3. The arrangement according to claim 2, wherein the force sensor is arranged on the stationary bearing part.

4. The arrangement according to claim 3, further comprising a further force sensor which is arranged on the bearing, wherein the force sensor and the further force sensor are arranged on axially opposite sections of the stationary bearing part.

5. The arrangement according to claim 4, wherein a plurality of force sensors and a plurality of further force sensors are provided, wherein the number of force sensors is equal to the number of further force sensors.

6. The arrangement according to claim 1, wherein the bearing is an angular ball bearing.

7. The arrangement according to claim 1, wherein the evaluation unit is configured to determine, on the basis of a comparison of at least one measured value of the force sensor with a predetermined comparison value, whether there is a change in the axial force component, in order to detect a shaft break of the shaft.

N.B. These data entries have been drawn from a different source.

//! Decoding of texture files into CPU-side pixel data.
//!
//! Images are flipped vertically after decoding so that row 0 is the bottom
//! of the picture, matching the cube's texture coordinates where `v = 0` is
//! the bottom edge of every face.

use std::{borrow::Cow, path::Path};

use crate::error::TextureError;

/// Decoded, vertically flipped 8-bit image with 3 or 4 channels.
#[derive(Debug, Clone, PartialEq)]
pub struct TextureImage {
    pub width: u32,
    pub height: u32,
    pub channels: u8,
    pub pixels: Vec<u8>,
}

impl TextureImage {
    /// Returns the pixels as tightly packed RGBA8, expanding RGB with an
    /// opaque alpha channel. RGBA images are borrowed as-is.
    pub fn to_rgba8(&self) -> Cow<'_, [u8]> {
        match self.channels {
            4 => Cow::Borrowed(&self.pixels),
            _ => Cow::Owned(
                self.pixels
                    .chunks_exact(3)
                    .flat_map(|rgb| [rgb[0], rgb[1], rgb[2], u8::MAX])
                    .collect(),
            ),
        }
    }
}

/// Loads the image at `path`, rejecting anything that is not RGB or RGBA.
pub fn load_texture(path: impl AsRef<Path>) -> Result<TextureImage, TextureError> {
    let path = path.as_ref();
    let image = image::open(path).map_err(|source| TextureError::Decode {
        path: path.to_path_buf(),
        source,
    })?;

    let (width, height) = (image.width(), image.height());
    let channels = image.color().channel_count();
    let mut pixels = match channels {
        3 => image.into_rgb8().into_raw(),
        4 => image.into_rgba8().into_raw(),
        _ => {
            return Err(TextureError::UnsupportedChannels {
                path: path.to_path_buf(),
                channels,
            })
        }
    };

    flip_rows_vertically(&mut pixels, width as usize, height as usize, channels as usize);
    log::debug!(
        "Loaded texture {} ({}x{}, {} channels)",
        path.display(),
        width,
        height,
        channels
    );

    Ok(TextureImage {
        width,
        height,
        channels,
        pixels,
    })
}

/// Swaps pixel rows top-to-bottom in place.
pub fn flip_rows_vertically(pixels: &mut [u8], width: usize, height: usize, channels: usize) {
    let row_len = width * channels;
    debug_assert!(pixels.len() >= row_len * height);

    for row in 0..height / 2 {
        let mirrored = height - 1 - row;
        let (upper, lower) = pixels.split_at_mut(mirrored * row_len);
        upper[row * row_len..(row + 1) * row_len].swap_with_slice(&mut lower[..row_len]);
    }
}
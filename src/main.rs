use env_logger::Env;
use phong_scene::prelude::*;

fn main() -> anyhow::Result<()> {
    env_logger::Builder::from_env(Env::default().default_filter_or("info"))
        .filter_module("wgpu_hal", log::LevelFilter::Warn)
        .filter_module("wgpu_core", log::LevelFilter::Warn)
        .init();

    let config = AppConfig::from_env();
    log::info!("Loading textures from {}", config.asset_dir.display());
    run(config)
}
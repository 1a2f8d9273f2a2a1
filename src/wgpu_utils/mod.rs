//! Small wgpu helpers: bind group builders and typed uniform buffers.

pub mod binding_builder;
pub mod uniform_buffer;

pub use binding_builder::{BindGroupBuilder, BindGroupLayoutBuilder, BindGroupLayoutWithDesc};
pub use uniform_buffer::UniformBuffer;
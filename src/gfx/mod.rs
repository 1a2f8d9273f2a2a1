//! # Graphics Module
//!
//! Everything needed to draw the scene: cube geometry, the fly camera,
//! shapes and lights, GPU resources and the wgpu renderer.
//!
//! ## Architecture Overview
//!
//! - **Geometry** ([`geometry`]) - cube vertex and index generation
//! - **Camera System** ([`camera`]) - first-person fly camera and projections
//! - **Scene Management** ([`scene`]) - shapes, lights and the render pass order
//! - **Backend** ([`backend`]) - the trait the scene renders through
//! - **Rendering Pipeline** ([`rendering`]) - the wgpu implementation of it
//! - **Resource Management** ([`resources`]) - textures and uniform blocks
//!
//! The scene is generic over [`backend::RenderBackend`]; the application
//! drives it with [`RenderEngine`], tests with
//! [`RecordingBackend`](backend::recording::RecordingBackend).

pub mod backend;
pub mod camera;
pub mod geometry;
pub mod rendering;
pub mod resources;
pub mod scene;

// Re-export commonly used types
pub use camera::FlyCamera;
pub use rendering::render_engine::RenderEngine;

8. The arrangement according to claim 1, wherein the evaluation unit comprises a means for determining extreme values of a periodic signal profile of the measured values of the force sensor or of the force sensor and of a further force sensor.

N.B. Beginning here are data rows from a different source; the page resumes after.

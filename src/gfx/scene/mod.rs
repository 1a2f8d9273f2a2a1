//! # Scene Management Module
//!
//! Shapes, lights and the scene container that renders them.
//!
//! ## Key Components
//!
//! - [`Scene`] - owns shapes, lights and the two shader programs
//! - [`Shape`] - a cube or light marker with its geometry, transform and material
//! - [`Vertex3D`] - vertex layout with position, normal, and texture coordinates
//!
//! ## Usage
//!
//! ```no_run
//! use phong_scene::gfx::backend::recording::RecordingBackend;
//! use phong_scene::gfx::scene::{build_default_scene, Scene};
//!
//! let mut backend = RecordingBackend::new();
//! let mut scene = Scene::new();
//! scene.initialize(&mut backend).unwrap();
//! build_default_scene(&mut scene);
//! ```
//!
//! The light list is ordered: the first light is the filler light and the
//! second the key light.

pub mod scene;
pub mod shape;
pub mod vertex;

// Re-export main types
pub use scene::{build_default_scene, Scene, SceneStatistics, ShaderPrograms};
pub use shape::{Drawable, LightSource, Material, Shape, ShapeKind, Transform};
pub use vertex::Vertex3D;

9. The arrangement according to claim 8, wherein the evaluation unit is configured to determine, on the basis of a comparison of at least one extreme value with a comparison value, whether there is a change in the axial force component, in order to detect a shaft break of the shaft.

10. The arrangement according to claim 9, wherein the comparison value is a preceding extreme value, an extreme value of a further force sensor or a predefined or predefineable threshold value.

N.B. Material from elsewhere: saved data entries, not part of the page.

use std::path::Path;

use cgmath::{EuclideanSpace, Matrix4, Point3, Vector2, Vector3, Zero};

use crate::{
    error::RenderError,
    gfx::{
        backend::{RenderBackend, ShaderKind},
        resources::uniforms::LightingUniforms,
    },
};

use super::shape::{Drawable, Shape};

/// The two shader programs owned by a scene.
pub struct ShaderPrograms<B: RenderBackend> {
    pub object: B::Shader,
    pub light: B::Shader,
}

/// Scene containing shapes, lights and the shader programs that draw them
///
/// Light order matters: `lights[0]` is the filler light and `lights[1]` the key
/// light. Lights beyond index 1 are drawn as markers but do not light anything.
pub struct Scene<B: RenderBackend> {
    pub shapes: Vec<Shape<B>>,
    pub lights: Vec<Shape<B>>,
    shaders: Option<ShaderPrograms<B>>,
    clear_color: [f64; 4],
}

impl<B: RenderBackend> Scene<B> {
    pub fn new() -> Self {
        Self {
            shapes: Vec::new(),
            lights: Vec::new(),
            shaders: None,
            clear_color: [0.0, 0.0, 0.0, 1.0],
        }
    }

    pub fn with_clear_color(mut self, clear_color: [f64; 4]) -> Self {
        self.clear_color = clear_color;
        self
    }

    /// Creates both shader programs. Either failing is fatal.
    pub fn initialize(&mut self, backend: &mut B) -> Result<(), RenderError> {
        let object = backend.create_shader(ShaderKind::Object).inspect_err(|err| {
            log::error!("Failed to create shader program for shapes: {err}");
        })?;
        let light = backend
            .create_shader(ShaderKind::LightMarker)
            .inspect_err(|err| {
                log::error!("Failed to create shader program for lights: {err}");
            })?;

        self.shaders = Some(ShaderPrograms { object, light });
        Ok(())
    }

    pub fn is_initialized(&self) -> bool {
        self.shaders.is_some()
    }

    pub fn add_shape(&mut self, shape: Shape<B>) {
        self.shapes.push(shape);
    }

    pub fn add_light(&mut self, light: Shape<B>) {
        debug_assert!(light.is_light(), "add_light expects a light shape");
        self.lights.push(light);
    }

    /// Uploads every shape and light that has no GPU mesh yet.
    pub fn init_gpu_resources(&mut self, backend: &mut B, asset_root: &Path) -> Result<(), RenderError> {
        for shape in self.shapes.iter_mut().chain(self.lights.iter_mut()) {
            if !shape.is_uploaded() {
                shape.upload(backend, asset_root)?;
            }
        }
        Ok(())
    }

    /// Resolves the filler and key roles into the lighting block.
    ///
    /// Returns `None` with no lights. With a single light the key light is
    /// black and sits at the origin.
    pub fn resolve_light_roles(&self, camera_position: Point3<f32>) -> Option<LightingUniforms> {
        let filler = self.lights.first()?;
        let (key_position, key_color) = match self.lights.get(1) {
            Some(key) => (key.position(), light_color(key)),
            None => (Vector3::zero(), Vector3::zero()),
        };

        Some(LightingUniforms::new(
            filler.position(),
            light_color(filler),
            key_position,
            key_color,
            camera_position.to_vec(),
        ))
    }

    /// Renders one frame: clear, lighting upload, shapes with the object shader,
    /// then light markers with the light shader.
    ///
    /// With no lights registered nothing is drawn at all, shapes included.
    pub fn render(
        &self,
        backend: &mut B,
        view: Matrix4<f32>,
        projection: Matrix4<f32>,
        camera_position: Point3<f32>,
    ) -> Result<(), RenderError> {
        backend.begin_frame(self.clear_color)?;

        let Some(lighting) = self.resolve_light_roles(camera_position) else {
            return Ok(());
        };
        let Some(shaders) = self.shaders.as_ref() else {
            log::warn!("Scene rendered before its shaders were created");
            return Ok(());
        };

        backend.set_lighting(&lighting);

        for shape in &self.shapes {
            shape.draw(backend, &shaders.object, view, projection);
        }
        for light in &self.lights {
            light.draw(backend, &shaders.light, view, projection);
        }

        Ok(())
    }

    pub fn get_light(&self, index: usize) -> Option<&Shape<B>> {
        self.lights.get(index)
    }

    pub fn get_light_mut(&mut self, index: usize) -> Option<&mut Shape<B>> {
        self.lights.get_mut(index)
    }

    pub fn light_count(&self) -> usize {
        self.lights.len()
    }

    pub fn shape_count(&self) -> usize {
        self.shapes.len()
    }

    pub fn get_statistics(&self) -> SceneStatistics {
        let all = || self.shapes.iter().chain(self.lights.iter());
        SceneStatistics {
            shape_count: self.shapes.len(),
            light_count: self.lights.len(),
            total_triangles: all().map(|s| s.geometry().triangle_count()).sum(),
            total_vertices: all().map(|s| s.geometry().vertex_count()).sum(),
        }
    }
}

impl<B: RenderBackend> Default for Scene<B> {
    fn default() -> Self {
        Self::new()
    }
}

fn light_color<B: RenderBackend>(light: &Shape<B>) -> Vector3<f32> {
    light.light_color().unwrap_or_else(Vector3::zero)
}

/// Scene statistics for logging
#[derive(Debug, PartialEq, Eq)]
pub struct SceneStatistics {
    pub shape_count: usize,
    pub light_count: usize,
    pub total_triangles: usize,
    pub total_vertices: usize,
}

/// Populates `scene` with the demo content: a wooden and a brick cube, then the
/// filler light followed by the key light.
pub fn build_default_scene<B: RenderBackend>(scene: &mut Scene<B>) {
    let unit = Vector3::new(1.0, 1.0, 1.0);
    let white = Vector3::new(1.0, 1.0, 1.0);

    scene.add_shape(
        Shape::cube(
            1.0,
            Vector3::new(0.0, 0.0, 0.0),
            unit,
            white,
            Some("wood.jpg".into()),
            Vector2::new(1.0, 1.0),
        )
        .with_name("Wood Cube"),
    );
    scene.add_shape(
        Shape::cube(
            1.5,
            Vector3::new(2.5, 0.0, 0.0),
            unit,
            white,
            Some("brick.jpg".into()),
            Vector2::new(1.0, 1.0),
        )
        .with_name("Brick Cube"),
    );

    scene.add_light(
        Shape::light(Vector3::new(2.5, 5.0, -0.8), white, 0.2, 0.8).with_name("Filler Light"),
    );
    scene.add_light(
        Shape::light(
            Vector3::new(-1.5, 4.0, -3.6),
            Vector3::new(0.0, 0.0, 1.0),
            0.1,
            0.5,
        )
        .with_name("Key Light"),
    );
}

#[cfg(test)]
mod tests {
    use super::*;
    use crate::gfx::backend::{
        recording::{BackendEvent, RecordingBackend},
        DrawPrimitive,
    };
    use cgmath::SquareMatrix;

    fn camera() -> Point3<f32> {
        Point3::new(-5.0, 4.0, -0.3)
    }

    fn light(position: [f32; 3], color: [f32; 3]) -> Shape<RecordingBackend> {
        Shape::light(position.into(), color.into(), 0.2, 1.0)
    }

    fn cube() -> Shape<RecordingBackend> {
        Shape::cube(
            1.0,
            Vector3::zero(),
            Vector3::new(1.0, 1.0, 1.0),
            Vector3::new(1.0, 1.0, 1.0),
            None,
            Vector2::new(1.0, 1.0),
        )
    }

    fn ready_scene(backend: &mut RecordingBackend) -> Scene<RecordingBackend> {
        let mut scene = Scene::new();
        scene.initialize(backend).unwrap();
        scene
    }

    #[test]
    fn default_scene_has_two_shapes_then_two_lights() {
        let mut scene: Scene<RecordingBackend> = Scene::new();
        build_default_scene(&mut scene);

        assert_eq!(scene.shape_count(), 2);
        assert_eq!(scene.light_count(), 2);
        assert_eq!(scene.shapes[0].size(), 1.0);
        assert_eq!(scene.shapes[1].size(), 1.5);
        assert_eq!(scene.shapes[1].position(), Vector3::new(2.5, 0.0, 0.0));
        assert_eq!(scene.shapes[0].texture_path(), Some(Path::new("wood.jpg")));
        assert_eq!(scene.shapes[1].texture_path(), Some(Path::new("brick.jpg")));

        let filler = scene.get_light(0).unwrap();
        assert_eq!(filler.position(), Vector3::new(2.5, 5.0, -0.8));
        assert_eq!(filler.light_color(), Some(Vector3::new(1.0, 1.0, 1.0)));
        let key = scene.get_light(1).unwrap();
        assert_eq!(key.position(), Vector3::new(-1.5, 4.0, -3.6));
        assert_eq!(key.light_color(), Some(Vector3::new(0.0, 0.0, 1.0)));
        assert_eq!(key.intensity(), Some(0.5));
    }

    #[test]
    fn default_scene_renders_two_shapes_then_two_lights() {
        let mut backend = RecordingBackend::new();
        let mut scene = ready_scene(&mut backend);
        build_default_scene(&mut scene);
        // textures are missing here, shapes fall back to untextured
        scene
            .init_gpu_resources(&mut backend, Path::new("/nonexistent"))
            .unwrap();
        backend.clear_events();

        scene
            .render(&mut backend, Matrix4::identity(), Matrix4::identity(), camera())
            .unwrap();

        let draws = backend.draws();
        let shaders: Vec<ShaderKind> = draws.iter().map(|d| d.shader).collect();
        assert_eq!(
            shaders,
            vec![
                ShaderKind::Object,
                ShaderKind::Object,
                ShaderKind::LightMarker,
                ShaderKind::LightMarker,
            ]
        );
        // meshes are drawn in insertion order
        let meshes: Vec<u32> = draws.iter().map(|d| d.mesh).collect();
        let mut sorted = meshes.clone();
        sorted.sort();
        assert_eq!(meshes, sorted);
        assert!(draws
            .iter()
            .all(|d| d.primitive == DrawPrimitive::Indexed { index_count: 36 }));
    }

    #[test]
    fn render_pass_order_is_clear_lighting_draws() {
        let mut backend = RecordingBackend::new();
        let mut scene = ready_scene(&mut backend);
        build_default_scene(&mut scene);
        scene
            .init_gpu_resources(&mut backend, Path::new("/nonexistent"))
            .unwrap();
        backend.clear_events();

        scene
            .render(&mut backend, Matrix4::identity(), Matrix4::identity(), camera())
            .unwrap();

        let events = backend.events();
        assert_eq!(events.len(), 6);
        assert_eq!(events[0], BackendEvent::FrameBegun([0.0, 0.0, 0.0, 1.0]));
        assert!(matches!(events[1], BackendEvent::LightingSet(_)));
        assert!(events[2..].iter().all(|e| matches!(e, BackendEvent::Draw(_))));
    }

    #[test]
    fn no_lights_clears_but_draws_nothing() {
        let mut backend = RecordingBackend::new();
        let mut scene = ready_scene(&mut backend);
        scene.add_shape(cube());
        scene
            .init_gpu_resources(&mut backend, Path::new("."))
            .unwrap();
        backend.clear_events();

        assert!(scene.resolve_light_roles(camera()).is_none());
        scene
            .render(&mut backend, Matrix4::identity(), Matrix4::identity(), camera())
            .unwrap();

        assert_eq!(backend.events(), vec![BackendEvent::FrameBegun([0.0, 0.0, 0.0, 1.0])]);
    }

    #[test]
    fn single_light_leaves_key_black_at_origin() {
        let mut scene: Scene<RecordingBackend> = Scene::new();
        scene.add_light(light([1.0, 2.0, 3.0], [0.5, 0.5, 0.5]));

        let lighting = scene.resolve_light_roles(camera()).unwrap();
        assert_eq!(lighting.light_position, [1.0, 2.0, 3.0, 0.0]);
        assert_eq!(lighting.light_color, [0.5, 0.5, 0.5, 0.0]);
        assert_eq!(lighting.key_light_position, [0.0; 4]);
        assert_eq!(lighting.key_light_color, [0.0; 4]);
        assert_eq!(lighting.view_position, [-5.0, 4.0, -0.3, 0.0]);
    }

    #[test]
    fn first_two_lights_are_filler_and_key() {
        let mut scene: Scene<RecordingBackend> = Scene::new();
        scene.add_light(light([1.0, 0.0, 0.0], [1.0, 0.0, 0.0]));
        scene.add_light(light([0.0, 1.0, 0.0], [0.0, 1.0, 0.0]));
        scene.add_light(light([0.0, 0.0, 1.0], [0.0, 0.0, 1.0]));

        let lighting = scene.resolve_light_roles(camera()).unwrap();
        assert_eq!(lighting.light_position, [1.0, 0.0, 0.0, 0.0]);
        assert_eq!(lighting.light_color, [1.0, 0.0, 0.0, 0.0]);
        assert_eq!(lighting.key_light_position, [0.0, 1.0, 0.0, 0.0]);
        assert_eq!(lighting.key_light_color, [0.0, 1.0, 0.0, 0.0]);
    }

    #[test]
    fn extra_lights_are_drawn_but_not_shaded() {
        let mut backend = RecordingBackend::new();
        let mut scene = ready_scene(&mut backend);
        for i in 0..3 {
            scene.add_light(light([i as f32, 0.0, 0.0], [1.0, 1.0, 1.0]));
        }
        scene
            .init_gpu_resources(&mut backend, Path::new("."))
            .unwrap();
        backend.clear_events();

        scene
            .render(&mut backend, Matrix4::identity(), Matrix4::identity(), camera())
            .unwrap();

        assert_eq!(backend.draws().len(), 3);
    }

    #[test]
    fn shader_failure_is_fatal() {
        let mut backend = RecordingBackend::new().failing_shader(ShaderKind::LightMarker);
        let mut scene: Scene<RecordingBackend> = Scene::new();
        assert!(scene.initialize(&mut backend).is_err());
        assert!(!scene.is_initialized());
    }

    #[test]
    fn dropping_scene_releases_every_mesh_once() {
        let mut backend = RecordingBackend::new();
        let mut scene = ready_scene(&mut backend);
        build_default_scene(&mut scene);
        scene
            .init_gpu_resources(&mut backend, Path::new("/nonexistent"))
            .unwrap();
        drop(scene);
        assert_eq!(backend.released_mesh_count(), 4);
    }

    #[test]
    fn statistics_count_shapes_and_lights() {
        let mut scene: Scene<RecordingBackend> = Scene::new();
        build_default_scene(&mut scene);
        assert_eq!(
            scene.get_statistics(),
            SceneStatistics {
                shape_count: 2,
                light_count: 2,
                total_triangles: 48,
                total_vertices: 96,
            }
        );
    }
}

11. A turbomachine, in particular in the form of an aircraft engine, comprising an arrangement according to claim 1.

12. The turbomachine according to claim 11, comprising a main flow direction, wherein the bearing is arranged upstream, with respect to the main flow direction, of a further bearing on which the shaft is mounted so as to be rotatable about its rotational axis.

13. The turbomachine according to claim 11, wherein the bearing is a fan bearing of the turbomachine.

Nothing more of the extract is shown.